News stories clustering task not only has a wide application area in the industry, but also helps to explore the usage boundaries of sentence embeddings obtained with different models. For example, news aggregators actively use clustering algorithms to generate news feeds from different sources and to select a single headline. The recent progress in designing multilingual models [13], trained for dozens or even hundreds of languages at once, makes it possible to use them for monolingual tasks, particularly for Russian language tasks [8]. At the same time, Russian BERT-based models are actively evolving, and their comparison with more universal multilingual ones may be of interest.

The task of generating or selecting headlines for a single news cluster has a wide range of applications along with clustering. However, even considering the current level of generative models progress, the presence of great interest to them and strong state-of-the-art models [6], it is not always possible to use this models in the industry due to the unwarranted quality of generated texts and high demand for computational resources. An alternative choice is to select ready-made headings among those presented in the cluster. This task can be solved as a classification or ranking problem.

In this paper, the cluster headline selection task is considered. We did not find much related work except [9] where a simple rule-based system is proposed. We use the corpora provided by the Dialogue Evaluation 2021 shared task organizers [3] and introduce the solution that has shown the best results among other participants. Our code is publicly available at https://github.com/sopilnyak/headline-selection.

2 Experimental evaluation

The training corpus for choosing the best headline is proposed at the Dialogue Evaluation 2021 shared task. It consists of pairs of news identifiers (URLs) each one corresponding to one of four tags: left, right, draw, or bad. The last label means that the authors of the markup have identified the pair as a clustering error. The test set is divided into two parts: for public and private leaderboard, each containing news headlines for two specific dates: May 27, 2020 and May 29, 2020. To evaluate the result, a weighted accuracy is used, while the bad label is omitted, and the weights for the remaining labels are shown in Table 1.

	left	right	draw
left	1	0	0.5
right	0	1	0.5
draw	0.5	0.5	1

Table 1: Accuracy weights for headline selection task evaluation.

2.1 Embeddings

For each headline from the training corpus, embeddings are obtained from various Russian and multilingual models. We use pretrained BERT-based models trained both on Russian monolingual corpora (RuBERT [5], SBERT [7]) and in multiple languages (mT5 [14], XLM-RoBERTa [12]) including Russian. In addition, a multilingual version of USE [11] embeddings is used. The mentioned models show state-of-the-art results on a number of NLP benchmarks [13], including those in Russian language [8], so it was natural to test them on the task of selecting the best headline for the cluster.

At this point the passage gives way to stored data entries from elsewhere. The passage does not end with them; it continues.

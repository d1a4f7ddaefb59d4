//! Text lexicon input
//!
//! Lexicons are plain text, one word per line.  Lines starting with `#` are
//! comments.  Only the first whitespace delimited token of a line is read.
//! Tokens are uppercased before insertion; tokens with letters outside A-Z,
//! or longer than `MAX_WORD_LENGTH`, are skipped with a warning.

use std::io::BufRead;
use crate::trie::Trie;
use crate::dawg;
use crate::DYNERR;

/// Add every word in a text lexicon file to the trie.  Returns the number
/// of words added.
pub fn add_words_from_file(trie: &mut Trie,file_name: &str) -> Result<u32,DYNERR> {
    let file = std::fs::File::open(file_name)?;
    add_words(trie,&mut std::io::BufReader::new(file))
}

/// Add every word from a line-oriented reader to the trie.  Returns the
/// number of words added.
pub fn add_words<R: BufRead>(trie: &mut Trie,reader: &mut R) -> Result<u32,DYNERR> {
    let mut count: u32 = 0;
    for line in reader.lines() {
        let line = line?;
        if line.starts_with('#') {
            continue;
        }
        let word = match line.split_whitespace().next() {
            Some(token) => token.to_ascii_uppercase(),
            None => continue
        };
        if word.len() > dawg::MAX_WORD_LENGTH {
            log::warn!("skipping overlong word {}",word);
            continue;
        }
        if !word.bytes().all(|b| (dawg::START_LETTER..=dawg::END_LETTER).contains(&b)) {
            log::warn!("skipping word with invalid letters {}",word);
            continue;
        }
        trie.add_word(&word)?;
        count += 1;
    }
    Ok(count)
}

#[test]
fn comments_and_bad_tokens_are_skipped() {
    let text = format!("# comment line\nBAT second token ignored\n\ncats\nNO-WAY\n{}\nFAT\n",
        "A".repeat(dawg::MAX_WORD_LENGTH + 1));
    let mut trie = Trie::new();
    let count = add_words(&mut trie,&mut std::io::Cursor::new(text.as_bytes())).expect("read failed");
    assert_eq!(count,3);
    assert_eq!(trie.get_diagnostics().num_words,3);
    assert_eq!(trie.get_diagnostics().num_word_letters,10);
}
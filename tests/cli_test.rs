use assert_cmd::prelude::*; // Add methods on commands
use predicates::prelude::*;
use std::path::Path;
use std::process::Command; // Run programs
use tempfile;
type STDRESULT = Result<(),Box<dyn std::error::Error>>;

fn make_dawg(out_path: &Path) -> STDRESULT {
    let mut cmd = Command::cargo_bin("lexdawg")?;
    let in_path = Path::new("tests").join("seven.txt");
    let output = cmd.arg("make")
        .arg("-i").arg(&in_path)
        .arg("-o").arg(out_path)
        .arg("-n").arg("seven word lexicon")
        .output()?;
    assert!(output.status.success());
    let stdout = String::from_utf8(output.stdout)?;
    assert!(predicate::str::contains("NUMBER OF WORDS: 7").eval(&stdout));
    assert!(predicate::str::contains("AFTER COMPRESSION").eval(&stdout));
    Ok(())
}

fn query(dawg_path: &Path,word: &str,reverse: bool) -> Result<String,Box<dyn std::error::Error>> {
    let mut cmd = Command::cargo_bin("lexdawg")?;
    cmd.arg("query")
        .arg("-i").arg(dawg_path)
        .arg("-w").arg(word);
    if reverse {
        cmd.arg("-r");
    }
    let output = cmd.output()?;
    assert!(output.status.success());
    Ok(String::from_utf8(output.stdout)?)
}

#[test]
fn make_and_inspect() -> STDRESULT {
    let temp_dir = tempfile::tempdir()?;
    let out_path = temp_dir.path().join("seven.lxd");
    make_dawg(&out_path)?;
    let mut cmd = Command::cargo_bin("lexdawg")?;
    let output = cmd.arg("info")
        .arg("-i").arg(&out_path)
        .output()?;
    assert!(output.status.success());
    let stdout = String::from_utf8(output.stdout)?;
    assert!(predicate::str::contains("Lexicon Name: seven word lexicon").eval(&stdout));
    assert!(predicate::str::contains("Number of Nodes: 32").eval(&stdout));
    assert!(predicate::str::contains("Number of Words: 7").eval(&stdout));
    assert!(predicate::str::contains("Number of Reverse Part Words: 13").eval(&stdout));
    Ok(())
}

#[test]
fn query_forward_words() -> STDRESULT {
    let temp_dir = tempfile::tempdir()?;
    let out_path = temp_dir.path().join("seven.lxd");
    make_dawg(&out_path)?;
    for word in ["BAT","BATS","CAR","CARS","CAT","CATS","FAT"] {
        assert!(query(&out_path,word,false)?.contains(": found"));
    }
    // lower case input is uppercased before lookup
    assert!(query(&out_path,"cat",false)?.contains("CAT: found"));
    assert!(query(&out_path,"BA",false)?.contains(": not found"));
    assert!(query(&out_path,"BATH",false)?.contains(": not found"));
    Ok(())
}

#[test]
fn query_reverse_part_words() -> STDRESULT {
    let temp_dir = tempfile::tempdir()?;
    let out_path = temp_dir.path().join("seven.lxd");
    make_dawg(&out_path)?;
    assert!(query(&out_path,"TAB",true)?.contains(": found"));
    assert!(query(&out_path,"STAC",true)?.contains(": found"));
    assert!(query(&out_path,"ZZ",true)?.contains(": not found"));
    // reverse part words are not forward words
    assert!(query(&out_path,"TAB",false)?.contains(": not found"));
    Ok(())
}
//! Block arena for bulk node allocation
//!
//! Useful when a lot of small same-size allocations are needed.  Memory is
//! obtained in large blocks and handed out in order, so a single allocation
//! costs almost nothing, and nothing is tracked per allocation.  Everything
//! is released in one sweep when the arena is dropped.  Callers address
//! items by `u32` index rather than by pointer.

use crate::Error;

pub const DEFAULT_BLOCK_SIZE: usize = 4096;

pub struct BlockArena<T> {
    per_block: usize,
    blocks: Vec<Vec<T>>
}

impl <T> BlockArena<T> {
    /// Create an arena whose blocks are `block_size` bytes.  An item type
    /// that does not fit in one block is refused.
    pub fn create(block_size: usize) -> Result<Self,Error> {
        let item_size = std::mem::size_of::<T>().max(1);
        if item_size > block_size {
            return Err(Error::OversizeAllocation);
        }
        Ok(Self {
            per_block: block_size / item_size,
            blocks: Vec::new()
        })
    }
    /// Store `item` and return its index.  A new block is opened when the
    /// current one is full.
    pub fn alloc(&mut self,item: T) -> u32 {
        match self.blocks.last() {
            Some(block) if block.len() < self.per_block => {},
            _ => self.blocks.push(Vec::with_capacity(self.per_block))
        }
        let block = self.blocks.last_mut().unwrap();
        block.push(item);
        let block_len = block.len();
        ((self.blocks.len() - 1) * self.per_block + block_len - 1) as u32
    }
    /// number of items allocated so far
    pub fn len(&self) -> usize {
        match self.blocks.last() {
            Some(block) => (self.blocks.len() - 1) * self.per_block + block.len(),
            None => 0
        }
    }
    pub fn is_empty(&self) -> bool {
        self.blocks.is_empty()
    }
    /// visit every allocated item, block by block
    pub fn iter_mut(&mut self) -> impl Iterator<Item = &mut T> {
        self.blocks.iter_mut().flat_map(|block| block.iter_mut())
    }
}

impl <T> std::ops::Index<u32> for BlockArena<T> {
    type Output = T;
    fn index(&self,id: u32) -> &T {
        let idx = id as usize;
        &self.blocks[idx / self.per_block][idx % self.per_block]
    }
}

impl <T> std::ops::IndexMut<u32> for BlockArena<T> {
    fn index_mut(&mut self,id: u32) -> &mut T {
        let idx = id as usize;
        &mut self.blocks[idx / self.per_block][idx % self.per_block]
    }
}

#[test]
fn allocate_single() {
    let mut arena: BlockArena<u64> = BlockArena::create(DEFAULT_BLOCK_SIZE).expect("create failed");
    let id = arena.alloc(99);
    assert_eq!(id,0);
    assert_eq!(arena[id],99);
    assert_eq!(arena.len(),1);
}

#[test]
fn allocate_multiple() {
    let mut arena: BlockArena<u64> = BlockArena::create(DEFAULT_BLOCK_SIZE).expect("create failed");
    let num_allocs = DEFAULT_BLOCK_SIZE / std::mem::size_of::<u64>() - 1;
    for i in 0..num_allocs {
        let id = arena.alloc(i as u64);
        assert_eq!(id,i as u32);
    }
    assert_eq!(arena.len(),num_allocs);
}

#[test]
fn allocate_multiple_blocks() {
    // small blocks so we cross a block boundary quickly
    let mut arena: BlockArena<u64> = BlockArena::create(64).expect("create failed");
    let num_allocs = 2 * 64 / std::mem::size_of::<u64>();
    for i in 0..num_allocs {
        let id = arena.alloc(1000 + i as u64);
        assert_eq!(id,i as u32);
    }
    for i in 0..num_allocs {
        assert_eq!(arena[i as u32],1000 + i as u64);
    }
}

#[test]
fn oversize_item_is_refused() {
    match BlockArena::<[u8;128]>::create(64) {
        Err(Error::OversizeAllocation) => {},
        _ => panic!("expected oversize error")
    }
}
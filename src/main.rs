use clap::{arg,crate_version,Command};
use lexdawg::trie::Trie;
use lexdawg::dawg::Dawg;
use lexdawg::lexicon;

const RCH: &str = "unreachable was reached";

fn main() -> Result<(),Box<dyn std::error::Error>>
{
    env_logger::init();

    let long_help =
"Examples:
---------
Build:      `lexdawg make -i words.txt -o words.lxd -n TWL06`
Inspect:    `lexdawg info -i words.lxd`
Query:      `lexdawg query -i words.lxd -w BATH`
Reverse:    `lexdawg query -i words.lxd -w TAB -r`";

    let mut main_cmd = Command::new("lexdawg")
        .about("Build and query two-way DAWG lexicons")
        .after_long_help(long_help)
        .version(crate_version!());
    main_cmd = main_cmd.subcommand(Command::new("make")
        .arg(arg!(-i --input <PATH> "text lexicon path").required(true))
        .arg(arg!(-o --output <PATH> "DAWG output path").required(true))
        .arg(arg!(-n --name <NAME> "lexicon name for the header").required(true))
        .about("build a DAWG file from a text lexicon"));
    main_cmd = main_cmd.subcommand(Command::new("info")
        .arg(arg!(-i --input <PATH> "DAWG file path").required(true))
        .about("show header and counts of a DAWG file"));
    main_cmd = main_cmd.subcommand(Command::new("query")
        .arg(arg!(-i --input <PATH> "DAWG file path").required(true))
        .arg(arg!(-w --word <WORD> "word to look up").required(true))
        .arg(arg!(-r --reverse "look up a reverse part word"))
        .about("look up a word in a DAWG file"));

    let matches = main_cmd.get_matches();

    if let Some(cmd) = matches.subcommand_matches("make") {
        let path_in = cmd.get_one::<String>("input").expect(RCH);
        let path_out = cmd.get_one::<String>("output").expect(RCH);
        let name = cmd.get_one::<String>("name").expect(RCH);
        let mut trie = Trie::new();
        let num_added = lexicon::add_words_from_file(&mut trie,path_in)?;
        log::info!("added {} words from {}",num_added,path_in);
        while trie.compress()? == false {
            // a GUI would repaint here
        }
        trie.save_as_dawg(path_out,name)?;
        let diagnostics = trie.get_diagnostics();
        println!("SUMMARY");
        println!();
        println!("BEFORE COMPRESSION");
        println!("Number of Nodes: {}",diagnostics.num_nodes);
        println!("Number of First Children: {}",diagnostics.num_first_children_before_compression);
        println!();
        println!("AFTER COMPRESSION");
        println!("Number of Nodes: {}",diagnostics.num_nodes_after_compression);
        println!("Number of First Children: {}",diagnostics.num_first_children_after_compression);
        println!();
        println!("NUMBER OF WORDS: {}",diagnostics.num_words);
    }

    if let Some(cmd) = matches.subcommand_matches("info") {
        let path_in = cmd.get_one::<String>("input").expect(RCH);
        let dawg = Dawg::initialize(path_in)?;
        let header = dawg.get_header();
        println!("Lexicon Name: {}",header.lexicon_name_string());
        println!("Date: {}",header.date_string());
        println!("Number of Nodes: {}",header.num_nodes);
        println!("Number of Words: {}",header.num_words);
        println!("Number of Reverse Part Words: {}",dawg.num_reverse_part_words());
    }

    if let Some(cmd) = matches.subcommand_matches("query") {
        let path_in = cmd.get_one::<String>("input").expect(RCH);
        let word = cmd.get_one::<String>("word").expect(RCH).to_ascii_uppercase();
        let dawg = Dawg::initialize(path_in)?;
        let found = match cmd.get_flag("reverse") {
            true => dawg.is_reverse_part_word(&word),
            false => dawg.is_word(&word)
        };
        println!("{}: {}",word,match found { true => "found", false => "not found" });
    }

    Ok(())
}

To obtain a headline embedding, we take the average word embeddings from the layer 19 (of 25) for SBERT, XLM-R and mT5 and layer 8 (of 13) for RuBERT, considering the length of the headline. In the case of mT5 model, which is trained mainly for solving seq2seq tasks, the decoder is removed and the embedding is taken from layer 19 of the encoder. We use recommended pretrained tokenizers from the transformers library [10]. These tokenizers are based on WordPiece and SentencePiece models [4].

2.2 Classification

Then we train a classifier on top of the embeddings. We use CatBoost ranking model [2], which is a gradient boosting over decision trees algorithm. Pairs of headline embeddings are fed to the classifier as input, while the best headline in the pair is considered the ”positive” element of the pair, and the other one is considered ”negative”. We chose PairLogitLoss (1) as the target loss function.

\texttt{PairLogitLoss}(a)=-\sum\limits_{p,n\leavevmode\nobreak\ \in\leavevmode\nobreak\ \texttt{Pairs}}\log\left(\frac{1}{1+e^{-(a_{p}-a_{n})}}\right)

(1)

An ensemble of ranking models is trained based on different features. The number of decision trees in CatBoost is set to $10^{3}$ , the best epoch is chosen based on the validation score. We obtain the final headline rank by averaging the ranks predicted by each of the models, and then each pair is assigned one of the left, right, or draw labels depending on the resulting rank difference $r_{r}-r_{l}$ . More specifically, the rank difference $r_{r}-r_{l}<0$ means the winner is left, $r_{r}-r_{l}>0$ means the winner is right, and $|r_{r}-r_{l}|\leq 0.1$ correspond to draw.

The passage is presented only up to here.